Когда я думаю о нем, он такой большой. Он стоит между мной и миром, и я не вижу, что за ним, потому что он такой большой и закрывает мне весь обзор.

Ну вот, я слышу, как хлопнула дверь.

Звук шагов. Громких. Быстрых.

Наваливается на меня, будто тонна кирпичей, так быстро, что я не понимаю, что случилось.

Моему отцу можно доверять. Он всегда держит свое обещание.

(Я сейчас буду погребен под тонной кирпичей.)

Я что-то знаю? Мать в эту минуту сидит внизу на кухне и горько плачет, потому что она как проклятая весь день стряпала мне замечательный ужин, а теперь все пойдет в отбросы, и что я об этом думаю?

(Прости.)

Что я сказал? Отец меня не слышит.

(Я сказал — прости, — говорю я.)

Прости, да? Прости? Прости — и все? Этого мало. Отец намерен преподать мне урок Он использует тот единственный язык, который способен понять такой кусок говна, как я.

Мне сейчас дадут хороший урок Настанет день, и я буду благодарить отца за него. Я буду так, блядь, благодарить за все, что он для меня сделал.

Сейчас он мне задаст хорошую трепку. Ну вот, пора и спать, и я писаю в унитаз, а он писает рядом со мной, смотрит, как я писаю, и я чувствую, как по моим ногам плещет горячая жидкость, и вот я чищу зубы зубной щеткой, которая побывала в желтоватой унитазной воде, и вот я полощу рот с мылом, и вот я дочиста слизываю пену с раковины языком, и отец вытягивает мой язык как можно дальше, и вот я намазываю лицо и руки кремом для бритья, и вот отец учит меня бриться и доверять ему брить меня.
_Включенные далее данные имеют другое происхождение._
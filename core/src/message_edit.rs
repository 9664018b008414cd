//! Edit buffer for a single message of the local transcript.

use serde_json::Value;
use studio_protocol::ArgumentEntries;
use studio_protocol::FunctionCall;
use studio_protocol::Message;
use studio_protocol::MessageContent;

use crate::error::Result;
use crate::error::StudioErr;

/// Working copy of one message while it is being edited.
///
/// Function and tool call arguments are exposed as ordered entries rather
/// than raw JSON; `finish` serializes them back, dropping entries whose key
/// was left empty.
#[derive(Debug, Clone, PartialEq)]
pub struct MessageEditor {
    index: usize,
    message: Message,
    function_arguments: Option<ArgumentEntries>,
    tool_call_arguments: Vec<Option<ArgumentEntries>>,
}

impl MessageEditor {
    pub fn new(index: usize, message: &Message) -> Self {
        let kwargs = &message.additional_kwargs;
        Self {
            index,
            message: message.clone(),
            function_arguments: kwargs
                .function_call
                .as_ref()
                .map(FunctionCall::argument_entries),
            tool_call_arguments: kwargs
                .tool_calls
                .iter()
                .flatten()
                .map(|call| call.function.as_ref().map(FunctionCall::argument_entries))
                .collect(),
        }
    }

    /// Position of the message in the local transcript.
    pub fn index(&self) -> usize {
        self.index
    }

    pub fn message(&self) -> &Message {
        &self.message
    }

    pub fn set_text(&mut self, text: impl Into<String>) {
        self.message.content = MessageContent::Text(text.into());
    }

    pub fn set_function_name(&mut self, name: impl Into<String>) -> Result<()> {
        let call = self
            .message
            .additional_kwargs
            .function_call
            .as_mut()
            .ok_or_else(|| StudioErr::UserInput("message has no function call".to_string()))?;
        call.name = name.into();
        Ok(())
    }

    pub fn set_tool_call_name(&mut self, call: usize, name: impl Into<String>) -> Result<()> {
        let function = self
            .message
            .additional_kwargs
            .tool_calls
            .as_mut()
            .and_then(|calls| calls.get_mut(call))
            .and_then(|c| c.function.as_mut())
            .ok_or_else(|| StudioErr::UserInput(format!("no tool call at index {call}")))?;
        function.name = name.into();
        Ok(())
    }

    pub fn function_arguments(&self) -> Option<&ArgumentEntries> {
        self.function_arguments.as_ref()
    }

    pub fn function_arguments_mut(&mut self) -> Option<&mut ArgumentEntries> {
        self.function_arguments.as_mut()
    }

    pub fn tool_call_arguments(&self, call: usize) -> Option<&ArgumentEntries> {
        self.tool_call_arguments.get(call).and_then(Option::as_ref)
    }

    pub fn tool_call_arguments_mut(&mut self, call: usize) -> Option<&mut ArgumentEntries> {
        self.tool_call_arguments.get_mut(call).and_then(Option::as_mut)
    }

    /// Convenience for the common single-field edit.
    pub fn set_function_argument(&mut self, key: &str, value: Value) -> Result<()> {
        let entries = self
            .function_arguments
            .as_mut()
            .ok_or_else(|| StudioErr::UserInput("message has no function call".to_string()))?;
        match entries.entries().iter().position(|(k, _)| k == key) {
            Some(pos) => entries.set_value(pos, value)?,
            None => entries.insert(key, value)?,
        }
        Ok(())
    }

    /// The edited message with arguments re-serialized.
    pub fn finish(self) -> Message {
        let mut message = self.message;
        let kwargs = &mut message.additional_kwargs;
        if let (Some(call), Some(entries)) = (kwargs.function_call.as_mut(), &self.function_arguments) {
            *call = call.with_arguments(entries);
        }
        if let Some(calls) = kwargs.tool_calls.as_mut() {
            for (call, entries) in calls.iter_mut().zip(&self.tool_call_arguments) {
                if let (Some(function), Some(entries)) = (call.function.as_mut(), entries) {
                    *function = function.with_arguments(entries);
                }
            }
        }
        message
    }
}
Полпути позади, думаю я. Бывало и гораздо хуже. Сегодня так себе вариант, средний. Такое я могу перенести с легкостью. Втайне отец наверняка ужасно гордится мною за то, что я учился разжигать костер на скорость. Он лишь делает вид, будто жестоко наказывает меня, чтобы не выглядеть слабаком перед матерью. Она ведь знает, что он Лучший отец.

3

Мне снится Мэтью. Он здесь, в комнате, которую я построил у себя в голове. Это очень надежное место, здесь страшно уютно. Здесь есть подушки, и одеяла, и простыни, и шатер из простыней. Мэтью здесь дома. Он говорит, что это его любимое место и он бы всегда жил здесь, если бы мог. Я отвечаю, что это наше с ним логовище, — если он, конечно, хочет, а он смеется и говорит, что для того-то логовища и существуют, разве нет?